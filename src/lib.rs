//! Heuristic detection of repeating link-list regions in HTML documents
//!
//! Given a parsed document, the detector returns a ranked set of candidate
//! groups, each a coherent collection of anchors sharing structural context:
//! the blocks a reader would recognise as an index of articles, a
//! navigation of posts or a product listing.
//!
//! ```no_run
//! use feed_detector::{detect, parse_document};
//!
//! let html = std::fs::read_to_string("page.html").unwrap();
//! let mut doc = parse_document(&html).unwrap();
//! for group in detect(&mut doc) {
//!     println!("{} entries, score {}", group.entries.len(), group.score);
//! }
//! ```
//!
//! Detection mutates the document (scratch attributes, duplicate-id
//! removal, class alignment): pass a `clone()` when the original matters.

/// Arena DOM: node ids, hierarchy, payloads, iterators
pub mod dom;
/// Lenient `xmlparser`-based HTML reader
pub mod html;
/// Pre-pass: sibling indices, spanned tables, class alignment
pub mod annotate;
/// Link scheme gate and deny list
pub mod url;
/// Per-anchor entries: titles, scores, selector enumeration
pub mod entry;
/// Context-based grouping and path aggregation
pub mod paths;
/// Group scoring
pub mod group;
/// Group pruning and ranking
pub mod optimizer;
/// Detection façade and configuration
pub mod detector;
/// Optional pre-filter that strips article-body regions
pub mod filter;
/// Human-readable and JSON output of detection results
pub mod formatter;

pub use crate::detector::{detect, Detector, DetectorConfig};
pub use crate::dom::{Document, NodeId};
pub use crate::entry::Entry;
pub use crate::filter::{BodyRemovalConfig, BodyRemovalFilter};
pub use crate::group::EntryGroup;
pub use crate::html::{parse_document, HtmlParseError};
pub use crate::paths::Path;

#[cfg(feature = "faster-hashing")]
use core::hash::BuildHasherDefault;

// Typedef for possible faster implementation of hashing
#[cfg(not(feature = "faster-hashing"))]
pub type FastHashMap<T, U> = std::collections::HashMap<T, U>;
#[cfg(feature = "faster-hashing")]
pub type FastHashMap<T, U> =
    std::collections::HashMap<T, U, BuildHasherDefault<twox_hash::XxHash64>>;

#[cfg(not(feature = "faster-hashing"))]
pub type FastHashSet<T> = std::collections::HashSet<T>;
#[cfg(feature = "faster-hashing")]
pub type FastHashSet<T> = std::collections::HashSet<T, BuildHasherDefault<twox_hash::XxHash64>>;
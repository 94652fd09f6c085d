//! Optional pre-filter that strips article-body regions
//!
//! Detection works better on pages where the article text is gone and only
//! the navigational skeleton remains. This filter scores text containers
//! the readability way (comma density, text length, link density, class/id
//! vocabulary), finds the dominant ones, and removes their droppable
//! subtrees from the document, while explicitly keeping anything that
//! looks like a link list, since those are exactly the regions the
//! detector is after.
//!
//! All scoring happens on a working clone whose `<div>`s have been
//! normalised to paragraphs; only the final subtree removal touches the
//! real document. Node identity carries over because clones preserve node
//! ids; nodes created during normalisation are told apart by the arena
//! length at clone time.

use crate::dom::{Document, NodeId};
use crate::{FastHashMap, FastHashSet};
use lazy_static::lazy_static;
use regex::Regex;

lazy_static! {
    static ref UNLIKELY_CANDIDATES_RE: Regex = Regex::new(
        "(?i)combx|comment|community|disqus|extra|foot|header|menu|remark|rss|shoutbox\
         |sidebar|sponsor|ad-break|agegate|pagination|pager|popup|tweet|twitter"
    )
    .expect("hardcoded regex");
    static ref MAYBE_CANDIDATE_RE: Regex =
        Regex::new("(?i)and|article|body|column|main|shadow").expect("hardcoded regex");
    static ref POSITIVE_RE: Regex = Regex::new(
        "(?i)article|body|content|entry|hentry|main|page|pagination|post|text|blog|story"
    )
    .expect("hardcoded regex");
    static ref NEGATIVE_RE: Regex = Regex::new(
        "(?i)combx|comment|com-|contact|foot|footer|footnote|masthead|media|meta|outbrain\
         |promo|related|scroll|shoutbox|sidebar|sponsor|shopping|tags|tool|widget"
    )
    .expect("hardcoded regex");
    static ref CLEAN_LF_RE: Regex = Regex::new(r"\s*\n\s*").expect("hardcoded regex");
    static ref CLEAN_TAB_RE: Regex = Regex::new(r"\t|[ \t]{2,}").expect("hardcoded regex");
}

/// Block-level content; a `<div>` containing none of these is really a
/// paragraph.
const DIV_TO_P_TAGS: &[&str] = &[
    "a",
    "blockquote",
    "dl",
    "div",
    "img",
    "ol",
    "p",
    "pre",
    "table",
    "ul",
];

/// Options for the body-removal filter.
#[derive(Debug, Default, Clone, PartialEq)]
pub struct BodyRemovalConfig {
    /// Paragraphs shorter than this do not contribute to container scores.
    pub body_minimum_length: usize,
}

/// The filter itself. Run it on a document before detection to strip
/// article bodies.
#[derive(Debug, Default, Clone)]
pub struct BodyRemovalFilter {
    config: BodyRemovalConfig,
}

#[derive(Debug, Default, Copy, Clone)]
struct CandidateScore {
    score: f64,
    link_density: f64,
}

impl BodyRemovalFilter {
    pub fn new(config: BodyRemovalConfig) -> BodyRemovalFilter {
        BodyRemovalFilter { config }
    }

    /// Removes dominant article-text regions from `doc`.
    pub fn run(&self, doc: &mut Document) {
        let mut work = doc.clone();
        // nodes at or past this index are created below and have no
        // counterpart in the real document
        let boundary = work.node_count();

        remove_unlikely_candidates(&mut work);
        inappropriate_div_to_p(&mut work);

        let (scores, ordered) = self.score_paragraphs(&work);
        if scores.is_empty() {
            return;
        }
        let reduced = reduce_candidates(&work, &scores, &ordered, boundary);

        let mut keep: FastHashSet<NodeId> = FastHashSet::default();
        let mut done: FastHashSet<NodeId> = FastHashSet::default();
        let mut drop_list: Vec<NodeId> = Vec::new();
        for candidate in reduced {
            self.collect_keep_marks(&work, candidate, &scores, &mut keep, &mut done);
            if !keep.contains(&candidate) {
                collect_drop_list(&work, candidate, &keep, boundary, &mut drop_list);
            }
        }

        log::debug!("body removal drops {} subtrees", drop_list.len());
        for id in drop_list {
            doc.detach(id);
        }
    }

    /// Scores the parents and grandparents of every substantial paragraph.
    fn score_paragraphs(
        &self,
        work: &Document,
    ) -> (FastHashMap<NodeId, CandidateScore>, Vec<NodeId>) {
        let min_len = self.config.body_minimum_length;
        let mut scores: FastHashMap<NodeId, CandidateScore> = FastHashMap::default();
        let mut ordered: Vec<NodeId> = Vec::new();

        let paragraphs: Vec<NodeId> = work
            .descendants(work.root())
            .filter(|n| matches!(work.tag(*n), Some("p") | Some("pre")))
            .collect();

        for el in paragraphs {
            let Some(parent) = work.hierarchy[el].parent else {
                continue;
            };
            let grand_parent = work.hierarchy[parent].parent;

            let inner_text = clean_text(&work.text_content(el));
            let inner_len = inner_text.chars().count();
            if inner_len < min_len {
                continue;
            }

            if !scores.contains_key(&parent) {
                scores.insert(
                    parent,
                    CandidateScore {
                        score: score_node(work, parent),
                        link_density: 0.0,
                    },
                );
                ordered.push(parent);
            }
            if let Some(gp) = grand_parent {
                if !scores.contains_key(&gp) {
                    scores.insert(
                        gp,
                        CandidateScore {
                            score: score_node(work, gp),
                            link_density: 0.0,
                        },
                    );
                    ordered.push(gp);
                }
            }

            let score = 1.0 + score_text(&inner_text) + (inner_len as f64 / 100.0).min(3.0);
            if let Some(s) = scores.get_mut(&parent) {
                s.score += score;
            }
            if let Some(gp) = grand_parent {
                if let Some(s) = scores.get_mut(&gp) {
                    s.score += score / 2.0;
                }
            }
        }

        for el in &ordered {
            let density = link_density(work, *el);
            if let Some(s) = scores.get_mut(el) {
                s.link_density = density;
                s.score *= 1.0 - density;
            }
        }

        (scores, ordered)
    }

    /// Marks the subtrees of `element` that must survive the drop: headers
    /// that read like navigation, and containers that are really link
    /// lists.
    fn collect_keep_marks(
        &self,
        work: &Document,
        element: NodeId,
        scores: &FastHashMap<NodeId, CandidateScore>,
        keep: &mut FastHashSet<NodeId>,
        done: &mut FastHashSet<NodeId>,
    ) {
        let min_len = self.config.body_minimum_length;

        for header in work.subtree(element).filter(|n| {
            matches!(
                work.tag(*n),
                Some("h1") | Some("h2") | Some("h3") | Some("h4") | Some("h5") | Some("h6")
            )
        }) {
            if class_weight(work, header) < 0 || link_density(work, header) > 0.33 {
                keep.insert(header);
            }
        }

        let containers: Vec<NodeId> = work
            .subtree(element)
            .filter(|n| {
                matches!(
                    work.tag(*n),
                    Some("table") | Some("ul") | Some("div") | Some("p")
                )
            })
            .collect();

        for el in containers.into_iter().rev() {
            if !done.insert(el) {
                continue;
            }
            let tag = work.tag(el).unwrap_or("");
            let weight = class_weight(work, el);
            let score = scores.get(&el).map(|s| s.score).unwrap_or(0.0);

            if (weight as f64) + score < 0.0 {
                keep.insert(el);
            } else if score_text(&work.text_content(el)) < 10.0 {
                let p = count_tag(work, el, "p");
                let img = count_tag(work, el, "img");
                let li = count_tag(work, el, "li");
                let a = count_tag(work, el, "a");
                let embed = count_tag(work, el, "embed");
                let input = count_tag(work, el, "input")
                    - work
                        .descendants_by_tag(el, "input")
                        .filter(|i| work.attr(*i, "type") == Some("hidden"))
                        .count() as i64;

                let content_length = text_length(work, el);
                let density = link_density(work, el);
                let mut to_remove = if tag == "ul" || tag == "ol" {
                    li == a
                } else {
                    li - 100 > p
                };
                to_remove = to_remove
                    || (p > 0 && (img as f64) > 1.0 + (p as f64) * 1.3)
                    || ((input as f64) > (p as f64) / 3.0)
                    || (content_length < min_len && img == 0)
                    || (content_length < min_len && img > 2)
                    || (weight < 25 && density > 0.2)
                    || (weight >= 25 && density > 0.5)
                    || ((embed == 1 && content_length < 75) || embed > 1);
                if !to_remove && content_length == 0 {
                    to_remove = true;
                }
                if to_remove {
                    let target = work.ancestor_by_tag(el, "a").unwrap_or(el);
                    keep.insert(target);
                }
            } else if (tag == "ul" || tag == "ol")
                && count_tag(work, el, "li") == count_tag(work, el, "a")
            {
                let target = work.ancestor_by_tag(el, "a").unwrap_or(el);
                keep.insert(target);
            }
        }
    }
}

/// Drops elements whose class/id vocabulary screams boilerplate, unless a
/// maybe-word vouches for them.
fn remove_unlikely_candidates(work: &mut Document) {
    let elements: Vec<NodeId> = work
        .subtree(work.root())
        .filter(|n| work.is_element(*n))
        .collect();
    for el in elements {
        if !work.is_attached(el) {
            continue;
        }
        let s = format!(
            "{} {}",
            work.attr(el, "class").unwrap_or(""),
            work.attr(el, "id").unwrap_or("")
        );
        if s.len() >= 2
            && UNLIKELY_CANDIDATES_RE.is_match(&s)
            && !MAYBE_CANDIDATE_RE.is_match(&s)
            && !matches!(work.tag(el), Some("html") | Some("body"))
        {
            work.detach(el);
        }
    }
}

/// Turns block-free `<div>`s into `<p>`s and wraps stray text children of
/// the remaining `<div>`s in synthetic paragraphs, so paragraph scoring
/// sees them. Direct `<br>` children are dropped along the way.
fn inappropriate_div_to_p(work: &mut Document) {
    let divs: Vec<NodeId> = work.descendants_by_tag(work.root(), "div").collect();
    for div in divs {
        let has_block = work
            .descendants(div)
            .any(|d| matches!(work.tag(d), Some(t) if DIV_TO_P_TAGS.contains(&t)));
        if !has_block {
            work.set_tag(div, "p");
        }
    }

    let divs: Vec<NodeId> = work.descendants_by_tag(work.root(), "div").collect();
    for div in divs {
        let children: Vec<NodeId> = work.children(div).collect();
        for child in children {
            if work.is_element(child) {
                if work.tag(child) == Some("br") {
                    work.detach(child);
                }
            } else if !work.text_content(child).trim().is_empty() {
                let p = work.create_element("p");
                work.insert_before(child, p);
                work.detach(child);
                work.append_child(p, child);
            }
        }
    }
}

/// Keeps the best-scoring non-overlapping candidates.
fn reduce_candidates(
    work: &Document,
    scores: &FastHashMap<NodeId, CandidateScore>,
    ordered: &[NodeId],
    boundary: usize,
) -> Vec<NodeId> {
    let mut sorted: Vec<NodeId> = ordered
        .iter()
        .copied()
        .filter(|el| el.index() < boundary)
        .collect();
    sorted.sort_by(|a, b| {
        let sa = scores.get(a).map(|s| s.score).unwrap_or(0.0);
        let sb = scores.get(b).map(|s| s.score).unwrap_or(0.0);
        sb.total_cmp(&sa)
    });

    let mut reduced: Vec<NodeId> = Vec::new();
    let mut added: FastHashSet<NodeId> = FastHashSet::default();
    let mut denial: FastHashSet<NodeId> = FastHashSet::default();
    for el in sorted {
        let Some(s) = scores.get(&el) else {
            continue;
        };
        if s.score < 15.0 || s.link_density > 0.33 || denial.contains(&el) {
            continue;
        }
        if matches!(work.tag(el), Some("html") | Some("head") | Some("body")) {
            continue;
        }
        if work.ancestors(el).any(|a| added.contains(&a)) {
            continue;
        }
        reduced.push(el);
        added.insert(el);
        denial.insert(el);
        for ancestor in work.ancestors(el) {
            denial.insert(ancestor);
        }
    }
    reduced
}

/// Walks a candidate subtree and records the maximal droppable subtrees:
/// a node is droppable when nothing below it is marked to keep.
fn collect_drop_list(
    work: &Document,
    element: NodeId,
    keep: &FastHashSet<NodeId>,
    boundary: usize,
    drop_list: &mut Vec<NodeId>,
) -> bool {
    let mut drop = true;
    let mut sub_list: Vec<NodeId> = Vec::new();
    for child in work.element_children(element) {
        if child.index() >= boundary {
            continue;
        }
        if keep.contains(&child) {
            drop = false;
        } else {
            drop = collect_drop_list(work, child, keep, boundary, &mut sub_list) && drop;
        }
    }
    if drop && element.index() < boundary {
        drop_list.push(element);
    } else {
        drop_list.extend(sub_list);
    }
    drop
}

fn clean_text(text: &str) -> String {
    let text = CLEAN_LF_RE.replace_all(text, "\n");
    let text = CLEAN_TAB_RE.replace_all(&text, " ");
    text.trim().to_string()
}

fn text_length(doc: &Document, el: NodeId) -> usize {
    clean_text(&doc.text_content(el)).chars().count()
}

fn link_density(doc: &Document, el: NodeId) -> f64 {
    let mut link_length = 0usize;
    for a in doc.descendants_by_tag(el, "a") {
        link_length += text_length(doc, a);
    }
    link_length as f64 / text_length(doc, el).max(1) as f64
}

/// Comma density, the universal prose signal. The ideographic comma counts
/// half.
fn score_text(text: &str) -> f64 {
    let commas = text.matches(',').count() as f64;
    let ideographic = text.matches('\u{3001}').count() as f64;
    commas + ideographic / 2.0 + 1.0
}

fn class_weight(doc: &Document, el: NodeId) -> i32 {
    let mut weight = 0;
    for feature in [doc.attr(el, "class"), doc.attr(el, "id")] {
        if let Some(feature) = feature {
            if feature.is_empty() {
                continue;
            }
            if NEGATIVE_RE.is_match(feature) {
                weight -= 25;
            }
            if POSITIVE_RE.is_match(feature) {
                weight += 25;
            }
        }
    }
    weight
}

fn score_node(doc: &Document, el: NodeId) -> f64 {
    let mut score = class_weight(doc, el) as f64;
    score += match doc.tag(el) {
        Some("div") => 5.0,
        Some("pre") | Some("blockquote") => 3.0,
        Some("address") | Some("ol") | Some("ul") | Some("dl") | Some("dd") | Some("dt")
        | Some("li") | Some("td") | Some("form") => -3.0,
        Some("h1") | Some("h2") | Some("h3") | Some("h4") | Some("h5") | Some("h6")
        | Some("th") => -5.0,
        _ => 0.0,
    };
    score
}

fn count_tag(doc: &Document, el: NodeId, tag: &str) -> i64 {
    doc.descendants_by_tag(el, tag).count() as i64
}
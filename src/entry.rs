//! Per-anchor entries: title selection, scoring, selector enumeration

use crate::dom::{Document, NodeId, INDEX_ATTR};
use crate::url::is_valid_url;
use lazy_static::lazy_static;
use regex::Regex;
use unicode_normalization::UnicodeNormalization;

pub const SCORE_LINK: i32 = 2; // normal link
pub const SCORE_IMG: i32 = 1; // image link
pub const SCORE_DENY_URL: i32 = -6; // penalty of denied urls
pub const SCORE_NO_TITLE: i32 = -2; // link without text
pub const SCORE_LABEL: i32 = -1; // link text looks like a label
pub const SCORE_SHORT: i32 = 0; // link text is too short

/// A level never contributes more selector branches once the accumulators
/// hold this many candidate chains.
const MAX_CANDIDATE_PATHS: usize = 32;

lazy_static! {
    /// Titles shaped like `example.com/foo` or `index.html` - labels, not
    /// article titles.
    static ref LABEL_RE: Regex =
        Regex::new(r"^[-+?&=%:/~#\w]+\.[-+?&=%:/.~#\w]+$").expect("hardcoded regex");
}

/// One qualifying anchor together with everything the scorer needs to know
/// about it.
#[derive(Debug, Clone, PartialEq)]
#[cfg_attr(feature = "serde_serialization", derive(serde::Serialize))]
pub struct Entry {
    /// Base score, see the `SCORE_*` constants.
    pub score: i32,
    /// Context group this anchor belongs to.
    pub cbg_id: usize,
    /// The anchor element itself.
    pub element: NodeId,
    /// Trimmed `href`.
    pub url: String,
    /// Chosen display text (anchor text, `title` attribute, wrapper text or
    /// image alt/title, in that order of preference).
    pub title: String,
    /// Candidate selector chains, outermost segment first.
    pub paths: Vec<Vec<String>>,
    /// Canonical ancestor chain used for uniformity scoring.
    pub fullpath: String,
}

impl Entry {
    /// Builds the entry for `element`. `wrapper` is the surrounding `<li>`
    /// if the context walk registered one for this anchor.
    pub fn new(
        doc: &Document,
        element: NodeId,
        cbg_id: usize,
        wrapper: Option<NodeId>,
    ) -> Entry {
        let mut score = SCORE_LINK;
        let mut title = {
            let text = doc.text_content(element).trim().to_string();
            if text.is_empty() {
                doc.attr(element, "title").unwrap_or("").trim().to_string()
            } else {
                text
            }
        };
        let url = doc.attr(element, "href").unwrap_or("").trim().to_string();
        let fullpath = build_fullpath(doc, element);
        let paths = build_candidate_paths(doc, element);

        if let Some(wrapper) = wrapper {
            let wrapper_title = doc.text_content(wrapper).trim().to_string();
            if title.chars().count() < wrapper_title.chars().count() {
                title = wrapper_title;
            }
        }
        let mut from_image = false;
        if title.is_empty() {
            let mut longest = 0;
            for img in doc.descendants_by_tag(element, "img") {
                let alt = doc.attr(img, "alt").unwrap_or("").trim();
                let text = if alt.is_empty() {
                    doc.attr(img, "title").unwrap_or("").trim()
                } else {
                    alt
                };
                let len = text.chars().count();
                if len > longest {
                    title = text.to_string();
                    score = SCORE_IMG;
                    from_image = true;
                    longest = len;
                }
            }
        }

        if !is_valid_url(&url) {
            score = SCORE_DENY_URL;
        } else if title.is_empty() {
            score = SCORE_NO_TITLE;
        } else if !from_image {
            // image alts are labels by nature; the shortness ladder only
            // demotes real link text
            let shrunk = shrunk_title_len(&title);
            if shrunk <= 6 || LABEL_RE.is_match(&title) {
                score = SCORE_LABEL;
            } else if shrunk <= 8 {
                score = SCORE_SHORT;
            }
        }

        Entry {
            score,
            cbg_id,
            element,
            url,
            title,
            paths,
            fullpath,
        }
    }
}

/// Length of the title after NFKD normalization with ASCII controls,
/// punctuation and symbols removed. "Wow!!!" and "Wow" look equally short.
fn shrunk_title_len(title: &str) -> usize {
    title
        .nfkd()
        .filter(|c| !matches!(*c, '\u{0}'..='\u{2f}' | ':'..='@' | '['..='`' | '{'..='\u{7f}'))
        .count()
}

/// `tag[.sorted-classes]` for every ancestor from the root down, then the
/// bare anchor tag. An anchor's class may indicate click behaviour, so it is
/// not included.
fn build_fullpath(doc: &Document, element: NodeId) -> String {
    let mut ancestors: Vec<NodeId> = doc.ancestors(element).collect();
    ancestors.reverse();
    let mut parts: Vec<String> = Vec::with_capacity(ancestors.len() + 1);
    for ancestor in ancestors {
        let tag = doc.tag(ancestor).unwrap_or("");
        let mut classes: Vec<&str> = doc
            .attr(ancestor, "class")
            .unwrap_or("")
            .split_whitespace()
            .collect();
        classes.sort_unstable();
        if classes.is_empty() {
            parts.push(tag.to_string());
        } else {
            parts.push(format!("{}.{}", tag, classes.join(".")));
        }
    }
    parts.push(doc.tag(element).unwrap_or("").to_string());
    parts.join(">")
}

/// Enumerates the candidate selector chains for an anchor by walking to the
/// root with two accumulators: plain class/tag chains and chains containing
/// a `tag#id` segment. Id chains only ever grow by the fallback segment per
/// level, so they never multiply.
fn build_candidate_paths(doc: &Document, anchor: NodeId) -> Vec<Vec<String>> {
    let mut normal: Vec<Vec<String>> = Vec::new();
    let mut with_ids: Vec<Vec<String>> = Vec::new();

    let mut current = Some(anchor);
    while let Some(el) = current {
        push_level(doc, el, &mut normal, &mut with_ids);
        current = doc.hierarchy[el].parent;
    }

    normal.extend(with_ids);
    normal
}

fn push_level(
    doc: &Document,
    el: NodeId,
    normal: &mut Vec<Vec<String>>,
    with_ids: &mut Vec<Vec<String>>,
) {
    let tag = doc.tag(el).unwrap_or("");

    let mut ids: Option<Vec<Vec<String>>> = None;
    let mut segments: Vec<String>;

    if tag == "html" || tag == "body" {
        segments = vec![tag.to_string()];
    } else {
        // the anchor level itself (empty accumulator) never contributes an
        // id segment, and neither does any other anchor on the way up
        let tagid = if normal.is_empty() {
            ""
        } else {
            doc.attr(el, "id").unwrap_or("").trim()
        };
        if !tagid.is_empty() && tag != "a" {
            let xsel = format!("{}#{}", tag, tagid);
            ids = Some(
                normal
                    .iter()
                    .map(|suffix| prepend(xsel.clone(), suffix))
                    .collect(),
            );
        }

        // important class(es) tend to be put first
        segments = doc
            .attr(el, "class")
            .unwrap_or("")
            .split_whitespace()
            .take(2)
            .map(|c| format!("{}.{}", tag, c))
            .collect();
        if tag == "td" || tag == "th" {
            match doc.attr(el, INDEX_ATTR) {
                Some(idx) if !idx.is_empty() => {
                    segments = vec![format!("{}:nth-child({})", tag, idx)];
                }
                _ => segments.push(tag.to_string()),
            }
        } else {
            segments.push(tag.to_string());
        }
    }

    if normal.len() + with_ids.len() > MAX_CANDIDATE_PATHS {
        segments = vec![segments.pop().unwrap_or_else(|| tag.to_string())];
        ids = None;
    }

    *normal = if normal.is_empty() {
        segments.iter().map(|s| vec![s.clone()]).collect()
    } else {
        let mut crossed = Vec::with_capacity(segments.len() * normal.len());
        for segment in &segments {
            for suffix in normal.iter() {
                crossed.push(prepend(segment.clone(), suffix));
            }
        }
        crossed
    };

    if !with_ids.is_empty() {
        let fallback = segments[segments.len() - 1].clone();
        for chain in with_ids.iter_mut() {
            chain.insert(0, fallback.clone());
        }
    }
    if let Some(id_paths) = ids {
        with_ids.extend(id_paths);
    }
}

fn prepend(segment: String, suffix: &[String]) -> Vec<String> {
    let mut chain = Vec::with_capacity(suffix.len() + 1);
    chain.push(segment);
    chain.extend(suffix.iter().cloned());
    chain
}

- [Task brief]: The answer should be a single number: how many lines of the entries hold "dominant".

- [Result]: 2